▸ Data provided:
::::

use clap::{Parser, Subcommand};
use color_eyre::eyre::{eyre, Result};
use hue_groups::*;
use std::path::PathBuf;
use tokio::time::Duration;
use tracing::{debug, error, info, instrument, warn};
use tracing_subscriber::EnvFilter;

#[derive(Parser)]
#[command(author, version, about, long_about = None)]
struct Cli {
    /// Path of the group database (defaults to the per-user config directory)
    #[arg(long, env = "HUE_GROUPS_DB", global = true)]
    db: Option<PathBuf>,

    /// Bridge base URL, e.g. http://192.168.1.37 (discovered when omitted)
    #[arg(long, env = "HUE_BRIDGE", global = true)]
    bridge: Option<String>,

    /// Whitelisted bridge username
    #[arg(long, env = "HUE_USERNAME", global = true)]
    username: Option<String>,

    #[command(subcommand)]
    command: Commands,
}

#[derive(Subcommand)]
enum Commands {
    /// Create the group database and the uncategorized group
    Init,
    /// Create a group, optionally inside another one
    AddGroup {
        name: String,
        /// Parent group
        #[arg(short, long)]
        parent: Option<String>,
    },
    /// Place a group inside another group
    Nest { child: String, parent: String },
    /// Register a light, optionally placing it in a group
    AddLight {
        name: String,
        /// Bridge id of the light
        base_id: i64,
        /// Group to place the light in
        #[arg(short, long)]
        group: Option<String>,
    },
    /// List lights, optionally only those within a group and its sub-groups
    Lights {
        #[arg(short, long)]
        group: Option<String>,
    },
    /// Show the group hierarchy
    Groups,
    /// Check whether a light sits directly in a group
    Check { light: String, group: String },
    /// Delete every light and group
    Purge {
        /// Leave the store empty instead of recreating the uncategorized group
        #[arg(long)]
        bare: bool,
    },
    /// Find bridges on the local network
    Discover,
    /// Register a new bridge user (press the link button first)
    Register {
        #[arg(short, long, default_value = "hue-groups")]
        device_type: String,
    },
    /// Import the bridge's lights into a group
    Sync {
        #[arg(short, long, default_value = UNCATEGORIZED)]
        group: String,
    },
    /// Turn every light in a group on
    On { group: String },
    /// Turn every light in a group off
    Off { group: String },
    /// Set the brightness of every light in a group
    Brightness {
        group: String,
        /// Brightness level (0-255)
        #[arg(short, long, default_value_t = 254)]
        level: u8,
    },
    /// Switch every light on the bridge one by one
    All {
        /// Turn the lights off instead of on
        #[arg(long)]
        off: bool,
        /// Seconds to wait between lights
        #[arg(short, long, default_value_t = 0)]
        interval: u64,
    },
}

#[tokio::main]
#[instrument]
async fn main() -> Result<()> {
    tracing_subscriber::fmt()
        .with_env_filter(
            EnvFilter::try_from_env("RUST_LOG")
                .unwrap_or_else(|_| EnvFilter::new("hue_groups=info")),
        )
        .compact()
        .init();

    color_eyre::install()?;

    let cli = Cli::parse();
    debug!("Parsed command line arguments");

    let config = cli.db.clone().map(StoreConfig::new).unwrap_or_default();

    match cli.command {
        Commands::Init => {
            let store = open_store(&config)?;
            info!("Group store ready at {}", config.path().display());
            print_tree(&store)?;
        }
        Commands::AddGroup { name, parent } => {
            let store = open_store(&config)?;
            if !store.add_group(&name)? {
                warn!("Group '{}' already exists", name);
            }
            if let Some(parent) = parent {
                store.add_group_to_group(&name, &parent)?;
            }
        }
        Commands::Nest { child, parent } => {
            let store = open_store(&config)?;
            store.add_group_to_group(&child, &parent)?;
        }
        Commands::AddLight {
            name,
            base_id,
            group,
        } => {
            let store = open_store(&config)?;
            match group {
                Some(group) => store.add_light_to_group(&name, base_id, &group)?,
                None => store.add_light(&name, base_id)?,
            }
        }
        Commands::Lights { group } => {
            let store = open_store(&config)?;
            let lights = match group {
                Some(group) => store.get_lights_in_group(&group)?,
                None => store.get_lights()?,
            };
            for (name, base_id) in lights {
                println!("{base_id:>4}  {name}");
            }
        }
        Commands::Groups => {
            let store = open_store(&config)?;
            print_tree(&store)?;
        }
        Commands::Check { light, group } => {
            let store = open_store(&config)?;
            let found = store.get_light_in_group(&light, &group)?;
            if found.is_empty() {
                println!("'{light}' is not directly in '{group}'");
            } else {
                println!("'{light}' is in '{group}'");
            }
        }
        Commands::Purge { bare } => {
            let store = open_store(&config)?;
            store.purge()?;
            if !bare {
                store.initialize()?;
            }
        }
        Commands::Discover => {
            for bridge in discover_bridges().await? {
                println!("{}  {}", bridge.id, bridge.url());
            }
        }
        Commands::Register { device_type } => {
            let url = resolve_bridge_url(cli.bridge.as_deref()).await?;
            let username = HueBridge::create_user(&url, &device_type).await?;
            println!("{username}");
        }
        Commands::Sync { group } => {
            let store = open_store(&config)?;
            let bridge = connect(&cli.bridge, &cli.username).await?;
            let lights = bridge.list_lights().await?;
            store.add_lights_to_group(
                lights.iter().map(|(name, id)| (name.as_str(), *id)),
                &group,
            )?;
            info!("Imported {} lights into '{}'", lights.len(), group);
        }
        Commands::On { group } => {
            switch_group(&config, &cli.bridge, &cli.username, &group, LightState::on()).await?;
        }
        Commands::Off { group } => {
            switch_group(&config, &cli.bridge, &cli.username, &group, LightState::off()).await?;
        }
        Commands::Brightness { group, level } => {
            let state = LightState {
                on: Some(true),
                bri: Some(level),
                ..LightState::default()
            };
            switch_group(&config, &cli.bridge, &cli.username, &group, state).await?;
        }
        Commands::All { off, interval } => {
            let bridge = connect(&cli.bridge, &cli.username).await?;
            let interval = Duration::from_secs(interval);
            if off {
                bridge.turn_all_lights_off(interval).await?;
            } else {
                bridge.turn_all_lights_on(interval).await?;
            }
        }
    }

    Ok(())
}

/// Opens the store and makes sure the schema and default group exist
fn open_store(config: &StoreConfig) -> Result<GroupStore> {
    let store = GroupStore::open(config)?;
    store.initialize()?;
    Ok(store)
}

/// Uses the given bridge URL or falls back to the first discovered bridge
#[instrument]
async fn resolve_bridge_url(bridge: Option<&str>) -> Result<String> {
    if let Some(url) = bridge {
        return Ok(url.to_string());
    }
    debug!("No bridge given, discovering");
    let found = discover_bridges().await?;
    let first = found.first().ok_or(Error::NoBridgeFound)?;
    info!("Using bridge {} at {}", first.id, first.internal_ip_address);
    Ok(first.url())
}

async fn connect(bridge: &Option<String>, username: &Option<String>) -> Result<HueBridge> {
    let username = username
        .as_deref()
        .ok_or_else(|| eyre!("a bridge username is required (--username or HUE_USERNAME)"))?;
    let url = resolve_bridge_url(bridge.as_deref()).await?;
    Ok(HueBridge::new(&url, username)?)
}

/// Sends one state to every light within a group and its sub-groups
#[instrument(skip(config, bridge, username))]
async fn switch_group(
    config: &StoreConfig,
    bridge: &Option<String>,
    username: &Option<String>,
    group: &str,
    state: LightState,
) -> Result<()> {
    let store = open_store(config)?;
    let ids: Vec<i64> = store.get_lights_in_group(group)?.into_values().collect();
    if ids.is_empty() {
        warn!("Group '{}' has no lights", group);
        return Ok(());
    }

    let bridge = connect(bridge, username).await?;
    let results = bridge.set_lights_state(&ids, &state).await;
    let failures: Vec<_> = ids
        .iter()
        .zip(results)
        .filter_map(|(id, result)| result.err().map(|e| (id, e)))
        .collect();
    for (id, e) in &failures {
        error!("Light {} failed: {}", id, e);
    }
    if !failures.is_empty() {
        return Err(eyre!("{} of {} lights failed", failures.len(), ids.len()));
    }
    Ok(())
}

/// Prints every root group with its sub-groups and direct lights indented below it
fn print_tree(store: &GroupStore) -> Result<()> {
    for group in store.get_groups()? {
        if store.get_parent_group(&group)?.is_none() {
            print_group(store, &group, 0)?;
        }
    }
    let ungrouped = store.get_ungrouped_lights()?;
    if !ungrouped.is_empty() {
        println!("(no group)");
        for (light, base_id) in ungrouped {
            println!("  - {light} ({base_id})");
        }
    }
    Ok(())
}

fn print_group(store: &GroupStore, group: &str, depth: usize) -> Result<()> {
    let indent = "  ".repeat(depth);
    println!("{indent}{group}");
    for (light, base_id) in store.get_direct_lights(group)? {
        println!("{indent}  - {light} ({base_id})");
    }
    for child in store.get_child_groups(group)? {
        print_group(store, &child, depth + 1)?;
    }
    Ok(())
}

::::

▸ What to do:
Only the lines from the start of the data to the line holding "(discovered when omitted)" are wanted; return them exactly, both ends included.

▸ Response:
use clap::{Parser, Subcommand};
use color_eyre::eyre::{eyre, Result};
use hue_groups::*;
use std::path::PathBuf;
use tokio::time::Duration;
use tracing::{debug, error, info, instrument, warn};
use tracing_subscriber::EnvFilter;

#[derive(Parser)]
#[command(author, version, about, long_about = None)]
struct Cli {
    /// Path of the group database (defaults to the per-user config directory)
    #[arg(long, env = "HUE_GROUPS_DB", global = true)]
    db: Option<PathBuf>,

    /// Bridge base URL, e.g. http://192.168.1.37 (discovered when omitted)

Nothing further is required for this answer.